Bloomberg Analyst Warns of Bitcoin's Potential Plunge Amid Shifting Market Dynamics
The cryptocurrency market is abuzz with a bold prediction from Mike McGlone, senior commodity strategist at Bloomberg Intelligence. He suggests that Bitcoin, the digital gold, might be on a trajectory to tumble as low as $10,000. According to McGlone, the primary drivers that fueled Bitcoin's previous rallies appear to have run their course, leaving the current valuation of the flagship cryptocurrency with shaky fundamental support. This stark outlook was articulated on social media platform X, in response to Michael Saylor, co-founder of MicroStrategy, who reaffirmed the company's commitment to acquiring Bitcoin, even with capital they cannot afford to lose.
Challenging Historical Cycles

McGlone's assertion directly challenges the established cyclical patterns that have historically defined Bitcoin's price action. He points to the very company that catalyzed the significant surge in 2020, when Bitcoin hovered around the $10,000 mark, as a key reference point. This perspective is further corroborated by observations from K33 analysts, who are documenting a profound, multi-year structural shift in the behavior of long-term Bitcoin holders. Over the past two years, an estimated 20% of the total Bitcoin supply, approximately 1.6 million coins valued at $138 billion at current prices, has been reactivated. K33 describes this as one of the most substantial distribution phases for long-term holdings in Bitcoin's history, second only to the frenzy of 2017. Projections by K33 indicate that in 2025 alone, Bitcoin aged over one year reactivated could reach a staggering value of around $300 billion.

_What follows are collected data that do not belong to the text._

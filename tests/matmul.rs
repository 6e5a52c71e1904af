use verinum::bare_interval::BareInterval;
use verinum::decoration::Decoration;
use verinum::matrix::{matmul, Matrix};
use verinum::ops::RoundingPolicy;
use verinum::Interval;

fn thin(x: f64) -> Interval<f64> {
    Interval::singleton(x)
}

#[test]
fn rump_ones_matrix_squared_is_exact() {
    let ones = Matrix::from_rows(vec![vec![thin(1.0), thin(1.0)], vec![thin(1.0), thin(1.0)]])
        .unwrap();
    let c = matmul::rump_real(&ones, &ones, RoundingPolicy::Correct).unwrap();
    for i in 0..2 {
        for j in 0..2 {
            assert_eq!(c.get(i, j).bare().lo(), 2.0);
            assert_eq!(c.get(i, j).bare().hi(), 2.0);
        }
    }
}

#[test]
fn naive_and_rump_agree_on_exact_integers() {
    let a = Matrix::from_rows(vec![vec![thin(1.0), thin(2.0)], vec![thin(3.0), thin(4.0)]])
        .unwrap();
    let b = Matrix::from_rows(vec![vec![thin(5.0), thin(6.0)], vec![thin(7.0), thin(8.0)]])
        .unwrap();
    let naive = matmul::naive_real(&a, &b, RoundingPolicy::Correct).unwrap();
    let rump = matmul::rump_real(&a, &b, RoundingPolicy::Correct).unwrap();
    for i in 0..2 {
        for j in 0..2 {
            assert_eq!(naive.get(i, j).bare().lo(), rump.get(i, j).bare().lo());
            assert_eq!(naive.get(i, j).bare().hi(), rump.get(i, j).bare().hi());
        }
    }
}

#[test]
fn enclosure_over_uncertain_entries() {
    let a_entry = Interval::from_bounds(0.99, 1.01).unwrap();
    let a = Matrix::from_rows(vec![vec![a_entry, thin(0.0)], vec![thin(0.0), a_entry]]).unwrap();
    let b = a.clone();
    let c = matmul::rump_real(&a, &b, RoundingPolicy::Correct).unwrap();
    // every real M in A, N in B must satisfy (MN)[0][0] in C[0][0];
    // 1.0*1.0 = 1.0 is one such instance.
    let cell = c.get(0, 0);
    assert!(cell.bare().lo() <= 1.0 && cell.bare().hi() >= 1.0);
}

#[test]
fn dimension_mismatch_is_rejected() {
    let a = Matrix::from_rows(vec![vec![thin(1.0), thin(2.0), thin(3.0)]]).unwrap();
    let b = Matrix::from_rows(vec![vec![thin(1.0)]]).unwrap();
    assert!(matmul::naive_real(&a, &b, RoundingPolicy::Correct).is_err());
}

#[test]
fn gemm_fast_paths_alpha_zero_beta_one() {
    let a = Matrix::from_rows(vec![vec![thin(1.0)]]).unwrap();
    let b = Matrix::from_rows(vec![vec![thin(1.0)]]).unwrap();
    let c_prev = Matrix::from_rows(vec![vec![thin(5.0)]]).unwrap();
    let zero = Interval::singleton(0.0);
    let one = Interval::singleton(1.0);
    let out = matmul::gemm_real(
        &zero,
        &a,
        &b,
        &one,
        &c_prev,
        matmul::Mode::Fast,
        RoundingPolicy::Correct,
    )
    .unwrap();
    assert_eq!(out.get(0, 0).bare().lo(), 5.0);
    assert_eq!(out.get(0, 0).bare().hi(), 5.0);
}

#[test]
fn gemm_alpha_zero_derives_output_shape_from_a_b_without_computing_their_product() {
    // a (1x2) * b (2x3) is conformable, so the alpha=0 fast path still has
    // to honor that shape constraint for the output — but must do so
    // without spending the O(mnp) work on a product it's about to discard.
    let a = Matrix::from_rows(vec![vec![thin(1.0), thin(1.0)]]).unwrap();
    let b = Matrix::from_rows(vec![
        vec![thin(1.0), thin(2.0), thin(3.0)],
        vec![thin(1.0), thin(2.0), thin(3.0)],
    ])
    .unwrap();
    let c_prev = Matrix::from_rows(vec![vec![thin(5.0), thin(6.0), thin(7.0)]]).unwrap();
    let zero = Interval::singleton(0.0);
    let one = Interval::singleton(1.0);
    let out =
        matmul::gemm_real(&zero, &a, &b, &one, &c_prev, matmul::Mode::Fast, RoundingPolicy::Correct)
            .unwrap();
    for j in 0..3 {
        assert_eq!(out.get(0, j).bare().lo(), c_prev.get(0, j).bare().lo());
        assert_eq!(out.get(0, j).bare().hi(), c_prev.get(0, j).bare().hi());
    }
}

#[test]
fn gemm_alpha_zero_still_rejects_nonconformable_a_b() {
    let a = Matrix::from_rows(vec![vec![thin(1.0), thin(1.0)]]).unwrap();
    let b = Matrix::from_rows(vec![vec![thin(1.0)], vec![thin(1.0)], vec![thin(1.0)]]).unwrap();
    let c_prev = Matrix::from_rows(vec![vec![thin(5.0), thin(6.0), thin(7.0)]]).unwrap();
    let zero = Interval::singleton(0.0);
    let one = Interval::singleton(1.0);
    assert!(matmul::gemm_real(
        &zero,
        &a,
        &b,
        &one,
        &c_prev,
        matmul::Mode::Fast,
        RoundingPolicy::Correct
    )
    .is_err());
}

#[test]
fn rump_real_propagates_nai_and_decoration_from_inputs() {
    let nai: Interval<f64> = Interval::nai();
    let a = Matrix::from_rows(vec![vec![nai, thin(1.0)]]).unwrap();
    let b = Matrix::from_rows(vec![vec![thin(1.0)], vec![thin(1.0)]]).unwrap();
    let c = matmul::rump_real(&a, &b, RoundingPolicy::Correct).unwrap();
    assert!(c.get(0, 0).is_nai());

    let ng_entry = thin(1.0).with_ng();
    let a2 = Matrix::from_rows(vec![vec![ng_entry, thin(1.0)]]).unwrap();
    let b2 = Matrix::from_rows(vec![vec![thin(1.0)], vec![thin(1.0)]]).unwrap();
    let c2 = matmul::rump_real(&a2, &b2, RoundingPolicy::Correct).unwrap();
    assert!(c2.get(0, 0).ng());

    let unbounded_entry = Interval::entire();
    let a3 = Matrix::from_rows(vec![vec![unbounded_entry, thin(1.0)]]).unwrap();
    let b3 = Matrix::from_rows(vec![vec![thin(1.0)], vec![thin(1.0)]]).unwrap();
    let c3 = matmul::rump_real(&a3, &b3, RoundingPolicy::Correct).unwrap();
    assert!(c3.get(0, 0).decoration() <= Decoration::Dac);
}

fn bare_singleton(x: f64) -> BareInterval<f64> {
    BareInterval::singleton(x)
}

#[test]
fn bare_interval_singleton_helper_is_thin() {
    let b = bare_singleton(2.0);
    assert_eq!(b.lo(), 2.0);
    assert_eq!(b.hi(), 2.0);
}
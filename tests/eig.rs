use verinum::matrix::eig::{solve, Eigenvalue};
use verinum::matrix::matmul::Mode;
use verinum::matrix::Matrix;
use verinum::Interval;

fn thin(x: f64) -> Interval<f64> {
    Interval::singleton(x)
}

fn widen(x: f64, r: f64) -> Interval<f64> {
    Interval::from_bounds(x - r, x + r).unwrap()
}

fn real_bounds(e: &Eigenvalue<f64>) -> (f64, f64) {
    match e {
        Eigenvalue::Real(i) => (i.bare().lo(), i.bare().hi()),
        Eigenvalue::Complex(c) => (c.re().bare().lo(), c.re().bare().hi()),
    }
}

#[test]
fn diagonal_matrix_encloses_its_own_entries() {
    let a = Matrix::from_rows(vec![
        vec![widen(2.0, 0.01), thin(0.0)],
        vec![thin(0.0), widen(3.0, 0.01)],
    ])
    .unwrap();
    let values = solve(&a, Mode::Fast).unwrap();
    assert_eq!(values.len(), 2);

    let mut saw_two = false;
    let mut saw_three = false;
    for v in &values {
        let (lo, hi) = real_bounds(v);
        if lo <= 2.0 && 2.0 <= hi {
            saw_two = true;
        }
        if lo <= 3.0 && 3.0 <= hi {
            saw_three = true;
        }
    }
    assert!(saw_two && saw_three);
}

#[test]
fn identity_matrix_eigenvalues_are_all_one() {
    let a = Matrix::from_rows(vec![vec![thin(1.0), thin(0.0)], vec![thin(0.0), thin(1.0)]])
        .unwrap();
    let values = solve(&a, Mode::Fast).unwrap();
    for v in &values {
        let (lo, hi) = real_bounds(v);
        assert!(lo <= 1.0 && 1.0 <= hi);
    }
}

#[test]
fn non_square_matrix_is_rejected() {
    let a = Matrix::from_rows(vec![vec![thin(1.0), thin(2.0), thin(3.0)]]).unwrap();
    assert!(solve(&a, Mode::Fast).is_err());
}

#[test]
fn genuine_complex_conjugate_pair_is_not_folded_to_real() {
    // [[0, -1], [1, 0]] has eigenvalues +-i: a well-separated conjugate
    // pair whose imaginary part is not numerical noise and must survive
    // as two `Complex` values, not be folded into a spurious real one.
    let a = Matrix::from_rows(vec![vec![thin(0.0), thin(-1.0)], vec![thin(1.0), thin(0.0)]])
        .unwrap();
    let values = solve(&a, Mode::Fast).unwrap();
    assert_eq!(values.len(), 2);
    let mut saw_complex = false;
    for v in &values {
        if let Eigenvalue::Complex(c) = v {
            saw_complex = true;
            assert!(c.im().bare().lo() <= 1.0 && 1.0 <= c.im().bare().hi());
        }
    }
    assert!(saw_complex, "well-separated +-i pair must not collapse to real");
}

The Expanding Crypto Universe and Shifting Investor Behavior



McGlone also highlights the dramatic evolution of the cryptocurrency landscape itself. From its solitary beginnings in 2009 with just Bitcoin, the market now boasts an astonishing 28 million distinct cryptocurrencies listed on CoinMarketCap. This burgeoning ecosystem, he argues, could be a factor in Bitcoin potentially retracing its steps to the levels that marked the inception of its previous major bull run. This isn't the first time McGlone has issued a cautionary note; just two weeks prior, he voiced concerns about Bitcoin's overvaluation relative to gold, predicting a potential correction to $50,000.
On-Chain Data Paints a Nuanced Picture
Complementing these expert opinions, on-chain data reveals a significant alteration in the strategies of Bitcoin's long-term custodians. Glassnode reports indicate that the volume of Bitcoin held by 'long-term holders'—addresses that have held coins for at least 155 days—has dwindled to 14,342,207 BTC, a low not seen in eight months. This decline coincides with a nearly 40% correction from Bitcoin's October all-time high. The current downward movement represents the third distinct wave of distribution since the beginning of 2023. Analysts are observing that this cycle deviates sharply from the patterns of 2013, 2017, and 2021, where prolonged holders' selling activity tended to cluster around a singular peak. Alec Dejanovic, co-founder of Checkonchain, notes that the market is currently demonstrating a remarkable resilience, absorbing repeated waves of selling pressure without exhibiting a clear point of euphoric climax. In stark contrast, Matt Hougan, Chief Investment Officer at Bitwise, offers a more optimistic outlook, forecasting that Bitcoin could transcend its traditional four-year cycle by 2026, potentially reaching new all-time highs. This bullish forecast is predicated on the diminishing impact of halving events, anticipated interest rate cuts, and a surge in institutional adoption.